**Entries taken from a collection:**
★ ★ ★ ★ ★ ★ ★

#[cfg(test)]
mod tests {
    use super::*;
    use gqlbridge_syntax::parse;

    const SDL: &str = r#"
        type Query {
          hello: String
          user(id: ID!): User
          users(first: Int = 10, filter: Filter): [User!]!
          node(id: ID!): Node
        }
        type Mutation { rename(id: ID!, name: String!): User }
        interface Node { id: ID! }
        type User implements Node { id: ID! name: String friends: [User!]! }
        input Filter { role: Role! }
        enum Role { ADMIN GUEST }
    "#;

    fn messages(query: &str) -> Vec<String> {
        let schema = Schema::from_sdl(SDL).unwrap();
        let interner = Interner::new();
        let result = parse(query, &interner);
        assert!(result.is_ok(), "{query}");
        let index = LineIndex::new(query);
        validate(&schema, &result.document, &interner, &index)
            .into_iter()
            .map(|e| e.message)
            .collect()
    }

    #[test]
    fn test_valid_documents() {
        assert!(messages("{ hello }").is_empty());
        assert!(messages("query Q($id: ID!) { user(id: $id) { id name __typename } }").is_empty());
        assert!(messages(
            "query { users(filter: {role: ADMIN}) { ...F } } fragment F on User { friends { id } }"
        )
        .is_empty());
        assert!(messages("{ node(id: 1) { id ... on User { name } } }").is_empty());
        assert!(messages("query ($skip: Boolean!) { hello @skip(if: $skip) }").is_empty());
    }

    #[test]
    fn test_unknown_field() {
        assert_eq!(
            messages("{ hello goodbye }"),
            vec![r#"Cannot query field "goodbye" on type "Query"."#]
        );
    }

    #[test]
    fn test_leaf_and_composite_selections() {
        insta::assert_debug_snapshot!(messages("{ hello { x } user(id: 1) }"), @r###"
        [
            "Field \"hello\" must not have a selection since type \"String\" has no subfields.",
            "Field \"user\" of type \"User\" must have a selection of subfields. Did you mean \"user { ... }\"?",
        ]
        "###);
    }

    #[test]
    fn test_arguments() {
        insta::assert_debug_snapshot!(messages("{ user { id } users(first: 1, first: 2, last: 3) { id } }"), @r###"
        [
            "Field \"user\" argument \"id\" of type \"ID!\" is required, but it was not provided.",
            "There can be only one argument named \"first\".",
            "Unknown argument \"last\" on field \"Query.users\".",
        ]
        "###);
    }

    #[test]
    fn test_literal_values() {
        assert_eq!(
            messages(r#"{ users(first: "ten") { id } }"#),
            vec![r#"Expected value of type "Int", found "ten"; Int cannot represent non-integer value: "ten""#]
        );
        assert_eq!(
            messages("{ users(filter: {role: OWNER}) { id } }"),
            vec![r#"Expected value of type "Role!", found OWNER; Value "OWNER" does not exist in "Role" enum."#]
        );
    }

    #[test]
    fn test_operation_rules() {
        insta::assert_debug_snapshot!(messages("query A { hello } query A { hello } { hello }"), @r###"
        [
            "There can be only one operation named \"A\".",
            "This anonymous operation must be the only defined operation.",
        ]
        "###);
    }

    #[test]
    fn test_executable_definitions_only() {
        assert_eq!(
            messages("{ hello } type Extra { a: Int }"),
            vec![r#"The "Extra" definition is not executable."#]
        );
    }

    #[test]
    fn test_fragment_rules() {
        insta::assert_debug_snapshot!(
            messages("{ ...Missing user(id: 1) { ...A } } fragment A on User { ...B } fragment B on User { ...A } fragment C on Role { x }"),
            @r###"
        [
            "Fragment \"C\" cannot condition on non composite type \"Role\".",
            "Unknown fragment \"Missing\".",
            "Fragment \"C\" is never used.",
            "Cannot spread fragment \"A\" within itself via \"B\".",
        ]
        "###
        );
    }

    #[test]
    fn test_unknown_types_and_directives() {
        insta::assert_debug_snapshot!(
            messages("query ($a: Nope) { hello @cached ... on Ghost { hello } }"),
            @r###"
        [
            "Unknown type \"Nope\".",
            "Unknown directive \"@cached\".",
            "Unknown type \"Ghost\".",
            "Variable \"$a\" is never used.",
        ]
        "###
        );
    }

    #[test]
    fn test_directive_locations() {
        assert_eq!(
            messages("query @skip(if: true) { hello @include(if: true) @include(if: false) }"),
            vec![
                r#"Directive "@skip" may not be used on QUERY."#,
                r#"The directive "@include" can only be used once at this location."#,
            ]
        );
    }

    #[test]
    fn test_variable_rules() {
        insta::assert_debug_snapshot!(
            messages("query Q($id: ID, $id: ID, $unused: Int, $obj: User) { user(id: $id) { id } node(id: $missing) { id } }"),
            @r###"
        [
            "There can be only one variable named \"$id\".",
            "Variable \"$obj\" cannot be non-input type \"User\".",
            "Variable \"$id\" of type \"ID\" used in position expecting type \"ID!\".",
            "Variable \"$missing\" is not defined by operation \"Q\".",
            "Variable \"$unused\" is never used in operation \"Q\".",
            "Variable \"$obj\" is never used in operation \"Q\".",
        ]
        "###
        );
    }

    #[test]
    fn test_variables_through_fragments() {
        assert!(messages(
            "query Q($id: ID!) { ...Root } fragment Root on Query { user(id: $id) { id } }"
        )
        .is_empty());
        assert_eq!(
            messages("query Q { ...Root } fragment Root on Query { user(id: $id) { id } }"),
            vec![r#"Variable "$id" is not defined by operation "Q"."#]
        );
    }

    #[test]
    fn test_unsupported_operation_type() {
        let schema = Schema::from_sdl("type Query { a: Int }").unwrap();
        let interner = Interner::new();
        let source = "mutation { a }";
        let result = parse(source, &interner);
        let index = LineIndex::new(source);
        let errors = validate(&schema, &result.document, &interner, &index);
        assert_eq!(errors.len(), 1);
        assert_eq!(
            errors[0].message,
            "Schema is not configured to execute mutation operation."
        );
        assert_eq!(errors[0].locations[0].line, 1);
        assert_eq!(errors[0].locations[0].column, 1);
    }

    #[test]
    fn test_error_locations() {
        let schema = Schema::from_sdl(SDL).unwrap();
        let interner = Interner::new();
        let source = "{\n  hello\n  nope\n}";
        let result = parse(source, &interner);
        let index = LineIndex::new(source);
        let errors = validate(&schema, &result.document, &interner, &index);
        let json = serde_json::to_value(&errors).unwrap();
        assert_eq!(
            json,
            serde_json::json!([{
                "message": "Cannot query field \"nope\" on type \"Query\".",
                "locations": [{"line": 3, "column": 3}]
            }])
        );
    }

    #[test]
    fn test_overlapping_fields_with_different_names() {
        let schema = Schema::from_sdl(SDL).unwrap();
        let interner = Interner::new();
        let source = "{ a: hello a: user(id: 1) { id } }";
        let result = parse(source, &interner);
        let index = LineIndex::new(source);
        let errors = validate(&schema, &result.document, &interner, &index);
        let json = serde_json::to_value(&errors).unwrap();
        assert_eq!(
            json,
            serde_json::json!([{
                "message": "Fields \"a\" conflict because \"hello\" and \"user\" are different fields. Use different aliases on the fields to fetch both if this was intentional.",
                "locations": [{"line": 1, "column": 3}, {"line": 1, "column": 12}]
            }])
        );
    }

    #[test]
    fn test_overlapping_fields_with_differing_arguments() {
        insta::assert_debug_snapshot!(messages("{ user(id: 1) { id } user(id: 2) { id } }"), @r###"
        [
            "Fields \"user\" conflict because they have differing arguments. Use different aliases on the fields to fetch both if this was intentional.",
        ]
        "###);
        insta::assert_debug_snapshot!(messages("query ($id: ID!) { user(id: $id) { id } user { id } }"), @r###"
        [
            "Fields \"user\" conflict because they have differing arguments. Use different aliases on the fields to fetch both if this was intentional.",
            "Field \"user\" argument \"id\" of type \"ID!\" is required, but it was not provided.",
        ]
        "###);
    }

    #[test]
    fn test_mergeable_fields_are_accepted() {
        assert!(messages("{ hello hello a: hello a: hello }").is_empty());
        assert!(messages("{ user(id: 1) { id } user(id: 1) { name } }").is_empty());
        assert!(messages(
            "{ users(filter: {role: ADMIN}) { id } users(filter: {role: ADMIN}) { name } }"
        )
        .is_empty());
        assert!(messages("query ($id: ID!) { user(id: $id) { id } user(id: $id) { id } }").is_empty());
        assert!(messages("{ node(id: 1) { id ... on User { id } } }").is_empty());
    }

    #[test]
    fn test_overlapping_subfields() {
        insta::assert_debug_snapshot!(messages("{ user(id: 1) { x: id } user(id: 1) { x: name } }"), @r###"
        [
            "Fields \"user\" conflict because subfields \"x\" conflict because \"id\" and \"name\" are different fields. Use different aliases on the fields to fetch both if this was intentional.",
        ]
        "###);
    }

    #[test]
    fn test_overlapping_fields_across_fragments() {
        insta::assert_debug_snapshot!(
            messages("{ user(id: 1) { ...A ...B } } fragment A on User { n: name } fragment B on User { n: id }"),
            @r###"
        [
            "Fields \"n\" conflict because \"name\" and \"id\" are different fields. Use different aliases on the fields to fetch both if this was intentional.",
        ]
        "###
        );
        // A conflict inside one fragment is reported once, for the fragment itself.
        insta::assert_debug_snapshot!(
            messages("{ user(id: 1) { ...F } } fragment F on User { n: name n: id }"),
            @r###"
        [
            "Fields \"n\" conflict because \"name\" and \"id\" are different fields. Use different aliases on the fields to fetch both if this was intentional.",
        ]
        "###
        );
    }

    #[test]
    fn test_deep_fragment_chains_do_not_overflow() {
        let mut query = String::from("{ users { ...U0 } }\n");
        for i in 0..3_000 {
            query.push_str(&format!("fragment U{i} on User {{ friends {{ ...U{} }} }}\n", i + 1));
        }
        query.push_str("fragment U3000 on User { ...U0 }\n");
        let errors = messages(&query);
        assert!(errors.iter().all(|message| message.starts_with("Cannot spread fragment")));
    }
}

★ ★ ★ ★ ★ ★ ★

**The problem:** Go through the data and show each line that holds "conflict".

**Answer section:**
                "message": "Fields \"a\" conflict because \"hello\" and \"user\" are different fields. Use different aliases on the fields to fetch both if this was intentional.",
            "Fields \"user\" conflict because they have differing arguments. Use different aliases on the fields to fetch both if this was intentional.",
            "Fields \"user\" conflict because they have differing arguments. Use different aliases on the fields to fetch both if this was intentional.",
            "Fields \"user\" conflict because subfields \"x\" conflict because \"id\" and \"name\" are different fields. Use different aliases on the fields to fetch both if this was intentional.",
            "Fields \"n\" conflict because \"name\" and \"id\" are different fields. Use different aliases on the fields to fetch both if this was intentional.",
        // A conflict inside one fragment is reported once, for the fragment itself.
            "Fields \"n\" conflict because \"name\" and \"id\" are different fields. Use different aliases on the fields to fetch both if this was intentional.",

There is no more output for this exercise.